Russian Police Try to Disrupt Anti-Putin 'March of Millions'

World | June 11, 2012, Monday // 19:16
Bulgaria: Russian Police Try to Disrupt Anti-Putin 'March of Millions' Police officers armed with automatic rifles stand guard at the entrance of the house where an opposition leader Alexei Navalny has his flat as oppossition supporters wait nearby in Moscow, Russia 11 June 2012. EPA/BGNES

The Russian police in Moscow carried out on Monday searches in the apartments of protest leaders in what seems to be an attempt to disrupt an opposition March of Millions slated for June 12.
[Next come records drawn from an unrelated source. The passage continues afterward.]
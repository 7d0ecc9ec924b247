//! Observability support for the session layer.

pub mod logging;

pub use logging::{init_default_logging, init_logging, init_test_logging, LogFormat};
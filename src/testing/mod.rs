//! Test doubles for session-layer tests.

pub mod mocks;

pub use mocks::RecordingDispatcher;
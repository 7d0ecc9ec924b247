//! Structured logging setup using the tracing crate.
//!
//! ## Log Format Options
//!
//! The output format is controlled by the `LOG_FORMAT` environment variable:
//!
//! - `json` - Structured JSON format for production and log aggregation systems
//! - `pretty` - Human-readable format with colors and indentation for development
//! - `compact` - Terminal-friendly format with colors but minimal spacing
//!
//! ## Environment Variables
//!
//! - `LOG_LEVEL`: Log level (ERROR, WARN, INFO, DEBUG, TRACE) - defaults to INFO
//! - `LOG_FORMAT`: Output format (json, pretty, compact) - defaults to json
//! - `RUST_LOG`: Override log filtering (follows env_logger format)

use once_cell::sync::OnceCell;
use std::env;
use tracing::Level;
use tracing_subscriber::{fmt, prelude::*, EnvFilter};

/// Log output format options
#[derive(Debug, Clone, Copy)]
pub enum LogFormat {
    /// JSON format for structured logging (machine-readable)
    Json,
    /// Pretty format with colors and indentation (human-readable)
    Pretty,
    /// Compact format with colors but minimal spacing (terminal-friendly)
    Compact,
}

impl LogFormat {
    /// Parse log format from string
    pub fn parse(s: &str) -> Self {
        match s.to_lowercase().as_str() {
            "json" => LogFormat::Json,
            "pretty" => LogFormat::Pretty,
            "compact" => LogFormat::Compact,
            _ => LogFormat::Json, // Default to JSON for production
        }
    }
}

/// Initialize logging with manual configuration
pub fn init_logging(level: Level, format: LogFormat) {
    let mut filter = EnvFilter::new(level.to_string())
        // Reduce noise from dependencies
        .add_directive("rumqttc=warn".parse().unwrap())
        .add_directive("tokio=warn".parse().unwrap());

    // Allow RUST_LOG to override
    if let Ok(rust_log) = env::var("RUST_LOG") {
        filter = EnvFilter::new(rust_log);
    }

    let subscriber = tracing_subscriber::registry().with(filter);

    match format {
        LogFormat::Json => {
            subscriber.with(fmt::layer().json()).init();
        }
        LogFormat::Pretty => {
            subscriber.with(fmt::layer().pretty().with_ansi(true)).init();
        }
        LogFormat::Compact => {
            let fmt_layer = fmt::layer()
                .compact()
                .with_ansi(true)
                .with_target(false);
            subscriber.with(fmt_layer).init();
        }
    }
}

/// Initialize logging from environment variables
pub fn init_default_logging() {
    let log_level = env::var("LOG_LEVEL").unwrap_or_else(|_| "INFO".to_string());

    let level = match log_level.to_uppercase().as_str() {
        "ERROR" => Level::ERROR,
        "WARN" => Level::WARN,
        "INFO" => Level::INFO,
        "DEBUG" => Level::DEBUG,
        "TRACE" => Level::TRACE,
        _ => Level::INFO,
    };

    let format = env::var("LOG_FORMAT").unwrap_or_else(|_| "json".to_string());
    init_logging(level, LogFormat::parse(&format));
}

static TEST_LOGGING: OnceCell<()> = OnceCell::new();

/// Idempotent logging setup for tests. Safe to call from every test.
pub fn init_test_logging() {
    TEST_LOGGING.get_or_init(|| {
        let fmt_layer = fmt::layer().compact().with_ansi(false).with_target(false);
        let _ = tracing_subscriber::registry()
            .with(EnvFilter::new("debug"))
            .with(fmt_layer)
            .try_init();
    });
}

/// Create a session operation span with contextual information
#[macro_export]
macro_rules! session_span {
    ($($field:tt)*) => {
        tracing::info_span!("session_operation", $($field)*)
    };
}
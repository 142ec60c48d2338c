//! Elementary reversible gate definitions

use crate::{Result, SynthError, WireId};
use smallvec::SmallVec;
use std::fmt;

/// An elementary reversible gate
///
/// The gate set is the classical reversible basis: bit-flip, controlled
/// bit-flip and doubly-controlled bit-flip. Controls carry a polarity:
/// `true` (the default) fires the gate on control = 1, `false` on
/// control = 0. Every gate is an involution, so a gate list applied and then
/// reapplied in reverse order is the identity; every uncomputation phase
/// built on top of this type rests on that property.
///
/// Constructors validate that the target never aliases a control; a
/// self-controlled flip has no defined semantics.
///
/// # Example
/// ```
/// use revsynth_core::{Gate, WireId};
///
/// let w = |i| WireId::new(i);
/// let g = Gate::ccflip(w(0), w(1), w(2)).unwrap();
/// assert_eq!(g.arity(), 3);
/// assert!(Gate::cflip(w(0), w(0)).is_err());
/// ```
#[derive(Copy, Clone, Debug, Eq, PartialEq, Hash)]
pub enum Gate {
    /// Unconditional bit-flip of `target`
    Flip { target: WireId },
    /// Bit-flip of `target` when `control` equals `polarity`
    CFlip {
        control: WireId,
        polarity: bool,
        target: WireId,
    },
    /// Bit-flip of `target` when both controls match their polarities
    CCFlip {
        controls: [WireId; 2],
        polarities: [bool; 2],
        target: WireId,
    },
}

impl Gate {
    /// Unconditional flip
    #[inline]
    pub const fn flip(target: WireId) -> Self {
        Self::Flip { target }
    }

    /// Controlled flip firing on control = 1
    pub fn cflip(control: WireId, target: WireId) -> Result<Self> {
        Self::cflip_if(control, true, target)
    }

    /// Controlled flip with explicit control polarity
    pub fn cflip_if(control: WireId, polarity: bool, target: WireId) -> Result<Self> {
        if control == target {
            return Err(SynthError::InvalidGate {
                kind: "CFlip",
                wire: target,
            });
        }
        Ok(Self::CFlip {
            control,
            polarity,
            target,
        })
    }

    /// Doubly-controlled flip firing on both controls = 1
    pub fn ccflip(c0: WireId, c1: WireId, target: WireId) -> Result<Self> {
        Self::ccflip_if(c0, true, c1, true, target)
    }

    /// Doubly-controlled flip with explicit control polarities
    pub fn ccflip_if(c0: WireId, p0: bool, c1: WireId, p1: bool, target: WireId) -> Result<Self> {
        if c0 == target || c1 == target {
            return Err(SynthError::InvalidGate {
                kind: "CCFlip",
                wire: target,
            });
        }
        if c0 == c1 {
            return Err(SynthError::DuplicateWire(c0));
        }
        Ok(Self::CCFlip {
            controls: [c0, c1],
            polarities: [p0, p1],
            target,
        })
    }

    /// The wire this gate flips
    #[inline]
    pub const fn target(&self) -> WireId {
        match self {
            Self::Flip { target }
            | Self::CFlip { target, .. }
            | Self::CCFlip { target, .. } => *target,
        }
    }

    /// Number of wires the gate touches
    #[inline]
    pub const fn arity(&self) -> usize {
        match self {
            Self::Flip { .. } => 1,
            Self::CFlip { .. } => 2,
            Self::CCFlip { .. } => 3,
        }
    }

    /// All wires touched by the gate, controls first
    pub fn wires(&self) -> SmallVec<[WireId; 3]> {
        match *self {
            Self::Flip { target } => SmallVec::from_slice(&[target]),
            Self::CFlip {
                control, target, ..
            } => SmallVec::from_slice(&[control, target]),
            Self::CCFlip {
                controls, target, ..
            } => SmallVec::from_slice(&[controls[0], controls[1], target]),
        }
    }

    /// The inverse gate
    ///
    /// Every elementary reversible gate is its own inverse.
    #[inline]
    pub const fn inverse(&self) -> Self {
        *self
    }

    /// Copy of the gate with every wire passed through `map`
    ///
    /// Callers guarantee `map` covers every wire index the gate uses; this
    /// is internal plumbing for [`crate::Circuit::append`], which validates
    /// the map up front.
    pub(crate) fn remapped(&self, map: &[WireId]) -> Self {
        let m = |w: WireId| map[w.index()];
        match *self {
            Self::Flip { target } => Self::Flip { target: m(target) },
            Self::CFlip {
                control,
                polarity,
                target,
            } => Self::CFlip {
                control: m(control),
                polarity,
                target: m(target),
            },
            Self::CCFlip {
                controls,
                polarities,
                target,
            } => Self::CCFlip {
                controls: [m(controls[0]), m(controls[1])],
                polarities,
                target: m(target),
            },
        }
    }
}

impl fmt::Display for Gate {
    fn fmt(&self, f: &mut fmt::Formatter<'_>) -> fmt::Result {
        let pol = |p: bool| if p { "" } else { "!" };
        match self {
            Self::Flip { target } => write!(f, "X({})", target),
            Self::CFlip {
                control,
                polarity,
                target,
            } => write!(f, "CX({}{}, {})", pol(*polarity), control, target),
            Self::CCFlip {
                controls,
                polarities,
                target,
            } => write!(
                f,
                "CCX({}{}, {}{}, {})",
                pol(polarities[0]),
                controls[0],
                pol(polarities[1]),
                controls[1],
                target
            ),
        }
    }
}

#[cfg(test)]
mod tests {
    use super::*;

    fn w(i: usize) -> WireId {
        WireId::new(i)
    }

    #[test]
    fn test_flip() {
        let g = Gate::flip(w(3));
        assert_eq!(g.target(), w(3));
        assert_eq!(g.arity(), 1);
        assert_eq!(g.wires().into_vec(), vec![w(3)]);
    }

    #[test]
    fn test_cflip_rejects_self_control() {
        let err = Gate::cflip(w(1), w(1)).unwrap_err();
        assert!(matches!(err, SynthError::InvalidGate { kind: "CFlip", .. }));
    }

    #[test]
    fn test_ccflip_rejects_self_control() {
        assert!(Gate::ccflip(w(0), w(1), w(1)).is_err());
        assert!(Gate::ccflip(w(1), w(0), w(1)).is_err());
    }

    #[test]
    fn test_ccflip_rejects_duplicate_controls() {
        let err = Gate::ccflip(w(2), w(2), w(0)).unwrap_err();
        assert_eq!(err, SynthError::DuplicateWire(w(2)));
    }

    #[test]
    fn test_polarity_display() {
        let g = Gate::cflip_if(w(0), false, w(1)).unwrap();
        assert_eq!(format!("{}", g), "CX(!w0, w1)");
        let g = Gate::ccflip_if(w(0), true, w(1), false, w(2)).unwrap();
        assert_eq!(format!("{}", g), "CCX(w0, !w1, w2)");
    }

    #[test]
    fn test_inverse_is_identity_on_gate() {
        let g = Gate::ccflip(w(0), w(1), w(2)).unwrap();
        assert_eq!(g.inverse(), g);
    }

    #[test]
    fn test_remapped() {
        let map = [w(5), w(6), w(7)];
        let g = Gate::ccflip(w(0), w(2), w(1)).unwrap().remapped(&map);
        assert_eq!(
            g,
            Gate::ccflip(w(5), w(7), w(6)).unwrap()
        );
    }
}
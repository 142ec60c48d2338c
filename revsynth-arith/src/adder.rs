//! Ripple-carry adder fragment builders
//!
//! All adders here follow the same in-place scheme: the operand register
//! doubles as the carry carrier. Half-sums are XORed into the accumulator,
//! the operand's own wires are pre-mixed so each can absorb a clean carry
//! bit, carries ripple upward through the operand, and a mirrored descending
//! phase writes the sums while unwinding the carries. The operand leaves the
//! fragment holding exactly its input value.

use crate::fragment_width;
use revsynth_core::{Circuit, RegisterRole, Result, WireId};

/// Build an adder over two equal-width registers
///
/// The produced circuit maps `(a, b) → (a, a + b mod 2^width)`. Register
/// `a` is dirtied by the carry chain and restored; `b` carries the sum.
///
/// # Errors
/// [`revsynth_core::SynthError::InvalidWidth`] for width 0.
///
/// # Example
/// ```
/// use revsynth_arith::adder;
///
/// let circuit = adder(4).unwrap();
/// assert_eq!(circuit.num_wires(), 8);
/// assert_eq!(circuit.register("a").unwrap().width(), 4);
/// ```
pub fn adder(width: usize) -> Result<Circuit> {
    let n = fragment_width("adder", width)?;
    let mut circuit = Circuit::new();
    let a: Vec<WireId> = circuit
        .add_register("a", n, RegisterRole::Scratch)?
        .wires()
        .collect();
    let b: Vec<WireId> = circuit
        .add_register("b", n, RegisterRole::Output)?
        .wires()
        .collect();

    if n == 1 {
        circuit.cflip(a[0], b[0])?;
        return Ok(circuit);
    }

    // half-sums
    for i in (1..n).rev() {
        circuit.cflip(a[i], b[i])?;
    }
    // pre-mix each carry slot with the operand bit below it
    for i in (1..n - 1).rev() {
        circuit.cflip(a[i], a[i + 1])?;
    }
    // carry ripple
    for i in 0..n - 1 {
        circuit.ccflip(a[i], b[i], a[i + 1])?;
    }
    // sums, unwinding each carry right after it is consumed
    for i in (1..n).rev() {
        circuit.cflip(a[i], b[i])?;
        circuit.ccflip(a[i - 1], b[i - 1], a[i])?;
    }
    // undo the pre-mix
    for i in 1..n - 1 {
        circuit.cflip(a[i], a[i + 1])?;
    }
    // fold the operand back out of the half-sums
    for i in 1..n {
        circuit.cflip(a[i], b[i])?;
    }
    circuit.cflip(a[0], b[0])?;
    Ok(circuit)
}

/// Build a controlled adder over two equal-width registers
///
/// Maps `(a, b, c) → (a, a + b mod 2^width, c)` when `c = 1` and is the
/// identity when `c = 0`. Only the writes that land the sum in `b` are
/// gated on `c`; the carry machinery inside `a` runs unconditionally and is
/// uncomputed either way, and the ungated half-sum XORs into `b` cancel
/// against the folding phase when the sum writes are skipped.
///
/// # Errors
/// [`revsynth_core::SynthError::InvalidWidth`] for width 0.
pub fn ctrl_add(width: usize) -> Result<Circuit> {
    let n = fragment_width("ctrl_add", width)?;
    let mut circuit = Circuit::new();
    let a: Vec<WireId> = circuit
        .add_register("a", n, RegisterRole::Scratch)?
        .wires()
        .collect();
    let b: Vec<WireId> = circuit
        .add_register("b", n, RegisterRole::Output)?
        .wires()
        .collect();
    let c = circuit
        .add_register("c", 1, RegisterRole::ReadOnly)?
        .wire(0)?;

    if n == 1 {
        circuit.ccflip(c, a[0], b[0])?;
        return Ok(circuit);
    }

    for i in (1..n).rev() {
        circuit.cflip(a[i], b[i])?;
    }
    for i in (1..n - 1).rev() {
        circuit.cflip(a[i], a[i + 1])?;
    }
    for i in 0..n - 1 {
        circuit.ccflip(a[i], b[i], a[i + 1])?;
    }
    for i in (1..n).rev() {
        circuit.ccflip(c, a[i], b[i])?;
        circuit.ccflip(a[i - 1], b[i - 1], a[i])?;
    }
    for i in 1..n - 1 {
        circuit.cflip(a[i], a[i + 1])?;
    }
    for i in 1..n {
        circuit.cflip(a[i], b[i])?;
    }
    circuit.ccflip(c, a[0], b[0])?;
    Ok(circuit)
}

/// Build an adder whose accumulator is one wire wider than its operand
///
/// Maps `(a, y) → (a, a + y mod 2^{width+1})` for an operand `a` of
/// `width` wires and accumulator `y` of `width + 1` wires. The carry out of
/// the operand's top position lands directly on `y`'s spare high wire
/// (together with its pre-mix term), so no ancilla is needed.
///
/// # Errors
/// [`revsynth_core::SynthError::InvalidWidth`] for width 0.
pub fn uneql_add(width: usize) -> Result<Circuit> {
    let m = fragment_width("uneql_add", width)?;
    let mut circuit = Circuit::new();
    let a: Vec<WireId> = circuit
        .add_register("a", m, RegisterRole::Scratch)?
        .wires()
        .collect();
    let y: Vec<WireId> = circuit
        .add_register("y", m + 1, RegisterRole::Output)?
        .wires()
        .collect();

    if m == 1 {
        circuit.ccflip(a[0], y[0], y[1])?;
        circuit.cflip(a[0], y[0])?;
        return Ok(circuit);
    }

    for i in (1..m).rev() {
        circuit.cflip(a[i], y[i])?;
    }
    // the spare high wire takes the top pre-mix term in place of a[m]
    circuit.cflip(a[m - 1], y[m])?;
    for i in (1..m - 1).rev() {
        circuit.cflip(a[i], a[i + 1])?;
    }
    for i in 0..m - 1 {
        circuit.ccflip(a[i], y[i], a[i + 1])?;
    }
    // top carry goes straight onto the output high wire
    circuit.ccflip(a[m - 1], y[m - 1], y[m])?;
    for i in (1..m).rev() {
        circuit.cflip(a[i], y[i])?;
        circuit.ccflip(a[i - 1], y[i - 1], a[i])?;
    }
    for i in 1..m - 1 {
        circuit.cflip(a[i], a[i + 1])?;
    }
    for i in 1..m {
        circuit.cflip(a[i], y[i])?;
    }
    circuit.cflip(a[0], y[0])?;
    Ok(circuit)
}

/// Build the controlled form of [`uneql_add`]
///
/// Maps `(a, y, c, z) → (a, a + y mod 2^{width+1}, c, z)` when `c = 1`,
/// identity when `c = 0`; `z` is a single borrowed ancilla wire that must
/// enter at zero and leaves at zero.
///
/// The spare high wire of `y` is an output, so its carry cannot be written
/// unconditionally the way [`uneql_add`] does. Instead the top carry is
/// computed into `z`, copied onto `y`'s high wire under `c`, and uncomputed
/// in two steps: the product term while the carry chain is still live, the
/// pre-mix term after the operand has been fully restored.
///
/// # Errors
/// [`revsynth_core::SynthError::InvalidWidth`] for width 0.
pub fn ctrl_uneql_add(width: usize) -> Result<Circuit> {
    let m = fragment_width("ctrl_uneql_add", width)?;
    let mut circuit = Circuit::new();
    let a: Vec<WireId> = circuit
        .add_register("a", m, RegisterRole::Scratch)?
        .wires()
        .collect();
    let y: Vec<WireId> = circuit
        .add_register("y", m + 1, RegisterRole::Output)?
        .wires()
        .collect();
    let c = circuit
        .add_register("c", 1, RegisterRole::ReadOnly)?
        .wire(0)?;
    let z = circuit
        .add_register("z", 1, RegisterRole::Scratch)?
        .wire(0)?;

    if m == 1 {
        circuit.ccflip(a[0], y[0], z)?;
        circuit.ccflip(c, z, y[1])?;
        circuit.ccflip(a[0], y[0], z)?;
        circuit.ccflip(c, a[0], y[0])?;
        return Ok(circuit);
    }

    for i in (1..m).rev() {
        circuit.cflip(a[i], y[i])?;
    }
    circuit.cflip(a[m - 1], z)?;
    for i in (1..m - 1).rev() {
        circuit.cflip(a[i], a[i + 1])?;
    }
    for i in 0..m - 1 {
        circuit.ccflip(a[i], y[i], a[i + 1])?;
    }
    circuit.ccflip(a[m - 1], y[m - 1], z)?;
    circuit.ccflip(c, z, y[m])?;
    circuit.ccflip(a[m - 1], y[m - 1], z)?;
    for i in (1..m).rev() {
        circuit.ccflip(c, a[i], y[i])?;
        circuit.ccflip(a[i - 1], y[i - 1], a[i])?;
    }
    for i in 1..m - 1 {
        circuit.cflip(a[i], a[i + 1])?;
    }
    // operand is whole again; clear the pre-mix term out of the ancilla
    circuit.cflip(a[m - 1], z)?;
    for i in 1..m {
        circuit.cflip(a[i], y[i])?;
    }
    circuit.ccflip(c, a[0], y[0])?;
    Ok(circuit)
}
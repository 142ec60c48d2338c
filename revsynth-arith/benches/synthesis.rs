//! Synthesis throughput benchmarks

use criterion::{black_box, criterion_group, criterion_main, Criterion};
use revsynth_arith::{adder, cmpr, long_division_divider};

fn bench_fragments(c: &mut Criterion) {
    c.bench_function("adder_32", |b| {
        b.iter(|| adder(black_box(32)).unwrap());
    });
    c.bench_function("cmpr_32", |b| {
        b.iter(|| cmpr(black_box(32)).unwrap());
    });
}

fn bench_division(c: &mut Criterion) {
    c.bench_function("long_division_16x16", |b| {
        b.iter(|| long_division_divider(black_box(16), black_box(16)).unwrap());
    });
    c.bench_function("long_division_24x8", |b| {
        b.iter(|| long_division_divider(black_box(24), black_box(8)).unwrap());
    });
}

criterion_group!(benches, bench_fragments, bench_division);
criterion_main!(benches);
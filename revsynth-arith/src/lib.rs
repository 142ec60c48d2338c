//! Reversible arithmetic fragment builders and long-division synthesis
//!
//! Builders in this crate produce [`revsynth_core::Circuit`] fragments over
//! the classical reversible gate basis:
//! - [`adder`] / [`ctrl_add`]: in-place ripple-carry addition
//! - [`uneql_add`] / [`ctrl_uneql_add`]: addition into a one-wire-wider
//!   accumulator
//! - [`cmpr`]: three-way magnitude comparison into two ancilla wires
//! - [`ctrl_eql_sbt`] / [`ctrl_uneql_sbt`]: controlled two's-complement
//!   subtraction
//! - [`long_division_divider`]: restoring division producing quotient and
//!   remainder
//!
//! Every builder is a pure function of its width parameters; fragments are
//! immutable values composed by [`revsynth_core::Circuit::append`]. Each
//! fragment restores every register it dirties except its declared outputs,
//! so fragments chain without leaking garbage bits.
//!
//! # Example
//! ```
//! use revsynth_arith::long_division_divider;
//!
//! let circuit = long_division_divider(4, 4).unwrap();
//! // quotient register and remainder register are both 4 wires
//! assert_eq!(circuit.register("r").unwrap().width(), 4);
//! assert_eq!(circuit.register("d").unwrap().width(), 4);
//! ```

pub mod adder;
pub mod comparator;
pub mod divider;
pub mod subtractor;

pub use adder::{adder, ctrl_add, ctrl_uneql_add, uneql_add};
pub use comparator::cmpr;
pub use divider::{
    long_division_divider, long_division_divider_with, AdderStyle, RippleCarry,
};
pub use subtractor::{ctrl_eql_sbt, ctrl_uneql_sbt};

use revsynth_core::{Result, SynthError};

/// Validate a builder width parameter
pub(crate) fn fragment_width(fragment: &'static str, width: usize) -> Result<usize> {
    if width == 0 {
        return Err(SynthError::width_at_least_one(fragment, 0));
    }
    Ok(width)
}
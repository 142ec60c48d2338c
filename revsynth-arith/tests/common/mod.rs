//! Shared test helpers: a classical bit-vector evaluator for circuits
//!
//! The gate set is purely classical, so a fragment's semantics can be
//! checked by applying its gate list to a boolean state vector. This is
//! test tooling, not an execution backend.

#![allow(dead_code)]

use revsynth_core::{Circuit, Gate, WireId};

/// Apply a circuit's gate sequence to a classical state.
pub fn evaluate(circuit: &Circuit, bits: &mut [bool]) {
    assert_eq!(bits.len(), circuit.num_wires());
    for gate in circuit.gates() {
        match *gate {
            Gate::Flip { target } => bits[target.index()] ^= true,
            Gate::CFlip {
                control,
                polarity,
                target,
            } => {
                if bits[control.index()] == polarity {
                    bits[target.index()] ^= true;
                }
            }
            Gate::CCFlip {
                controls,
                polarities,
                target,
            } => {
                if bits[controls[0].index()] == polarities[0]
                    && bits[controls[1].index()] == polarities[1]
                {
                    bits[target.index()] ^= true;
                }
            }
        }
    }
}

/// The wires of a named register, in index order.
pub fn wires_of(circuit: &Circuit, name: &str) -> Vec<WireId> {
    circuit
        .register(name)
        .unwrap_or_else(|| panic!("no register named '{}'", name))
        .wires()
        .collect()
}

/// Write `value` little-endian across `wires`.
pub fn load(bits: &mut [bool], wires: &[WireId], value: u64) {
    for (i, w) in wires.iter().enumerate() {
        bits[w.index()] = (value >> i) & 1 == 1;
    }
}

/// Read the little-endian integer held across `wires`.
pub fn read(bits: &[bool], wires: &[WireId]) -> u64 {
    wires
        .iter()
        .enumerate()
        .fold(0, |acc, (i, w)| acc | (u64::from(bits[w.index()]) << i))
}

/// Zero state, named registers loaded, circuit applied.
pub fn run_loaded(circuit: &Circuit, loads: &[(&str, u64)]) -> Vec<bool> {
    let mut bits = vec![false; circuit.num_wires()];
    for (name, value) in loads {
        load(&mut bits, &wires_of(circuit, name), *value);
    }
    evaluate(circuit, &mut bits);
    bits
}
//! Controlled subtractor fragment builders
//!
//! Subtraction is the adder run inside a two's-complement sandwich on the
//! accumulator: `b - a = NOT(NOT(b) + a)`. Gating the sandwich's flips and
//! the inner adder on the same control wire yields a controlled subtractor
//! that is the exact identity when the control is off.

use crate::{ctrl_add, ctrl_uneql_add, fragment_width};
use revsynth_core::{Circuit, RegisterRole, Result, WireId};

/// Build a controlled subtractor over two equal-width registers
///
/// Maps `(a, b, c) → (a, b - a mod 2^width, c)` when `c = 1`, identity when
/// `c = 0`.
///
/// # Errors
/// [`revsynth_core::SynthError::InvalidWidth`] for width 0.
pub fn ctrl_eql_sbt(width: usize) -> Result<Circuit> {
    let n = fragment_width("ctrl_eql_sbt", width)?;
    let mut circuit = Circuit::new();
    let a: Vec<WireId> = circuit
        .add_register("a", n, RegisterRole::Scratch)?
        .wires()
        .collect();
    let b: Vec<WireId> = circuit
        .add_register("b", n, RegisterRole::Output)?
        .wires()
        .collect();
    let c = circuit
        .add_register("c", 1, RegisterRole::ReadOnly)?
        .wire(0)?;

    let add = ctrl_add(n)?;
    let map: Vec<WireId> = a.iter().chain(&b).chain(&[c]).copied().collect();

    for &w in &b {
        circuit.cflip(c, w)?;
    }
    circuit.append(&add, &map)?;
    for &w in &b {
        circuit.cflip(c, w)?;
    }
    Ok(circuit)
}

/// Build a controlled subtractor whose accumulator is one wire wider than
/// its operand
///
/// Maps `(a, y, c, z) → (a, y - a mod 2^{width+1}, c, z)` when `c = 1`,
/// identity when `c = 0`. The high accumulator wire doubles as a borrow
/// indicator when the caller keeps values below `2^width`, which is what
/// the long-division windows rely on. `z` is a borrowed ancilla wire,
/// zero in and zero out.
///
/// # Errors
/// [`revsynth_core::SynthError::InvalidWidth`] for width 0.
pub fn ctrl_uneql_sbt(width: usize) -> Result<Circuit> {
    let m = fragment_width("ctrl_uneql_sbt", width)?;
    let mut circuit = Circuit::new();
    let a: Vec<WireId> = circuit
        .add_register("a", m, RegisterRole::Scratch)?
        .wires()
        .collect();
    let y: Vec<WireId> = circuit
        .add_register("y", m + 1, RegisterRole::Output)?
        .wires()
        .collect();
    let c = circuit
        .add_register("c", 1, RegisterRole::ReadOnly)?
        .wire(0)?;
    let z = circuit
        .add_register("z", 1, RegisterRole::Scratch)?
        .wire(0)?;

    let add = ctrl_uneql_add(m)?;
    let map: Vec<WireId> = a.iter().chain(&y).chain(&[c, z]).copied().collect();

    for &w in &y {
        circuit.cflip(c, w)?;
    }
    circuit.append(&add, &map)?;
    for &w in &y {
        circuit.cflip(c, w)?;
    }
    Ok(circuit)
}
Among those whose apartments have been examined by the police are an opposition leader Alexei Navalny, the head of the Left Front, Sergei Udaltsov, Ilya Yashin from the Solidarity movement and Ksenia Sobchak, a TV star and socialite-turned-opposition activist, RIA Novosti reported.

The searches, which are carried out in relation to the riots between protesters and police on May 6, come a day before the opposition holds a new March of Millions in downtown Moscow that may bring together some 50 000 people to protest against the rule of President Vladimir Putin.

Navalny, a key figure in Russia's protest movement against Putin, said early on Monday in his Twitter account: "There is a police search in my house in relation to the case of the mass riots. They've almost carved up the door."

Over 100 people, including journalists and opposition activists gathered near Navalny's apartment in southeast Moscow which was cordoned off by police and nobody was let into the house.

Anna Veduta, Navalny's spokeswoman said that the police had seized all the electronic devices from the apartment, including cell phones, computers, iPads.

The police also blocked the entry to Navalny's office, an anti-graft movement, Rospil.

Udaltsov, whose apartments have also been searched, said that police had not allowed his lawyers to come in until the raid was finished.

"The search has been finished. They have seized piles of evidentiary items (papers, symbols, computers), turned the whole apartment upside down," Udaltsov wrote on Twitter.

The Ekho Moskvy radio station said that police also targeted the home of Ksenia Sobchak. The TV star said later on the day that the investigators had seized 1.5 million euros from her apartment.

"A group of people broke into the house at 8 o'clock in the morning, didn't let to slip into my clothes, robbed the apartment, offended me," Sobchak wrote on Twitter, adding that she could "never imagined that we will return to the country with such repressions."

Apart from the homes of opposition activists, their parents' houses have also been searched by the police. Udaltsov, Yashin reported that police had broken into their parents' homes.

Earlier a spokesman for Russia's Prosecutor General's Office, Vladimir Markin said that over ten searches are planned to be held on Monday in opposition activists' homes.

Navalny, Udaltsov, Yashin and Sobchak were summoned for questioning to the Investigative Committee on Tuesday at 11 am, an hour before the planned opposition rally, investigators said in a statement.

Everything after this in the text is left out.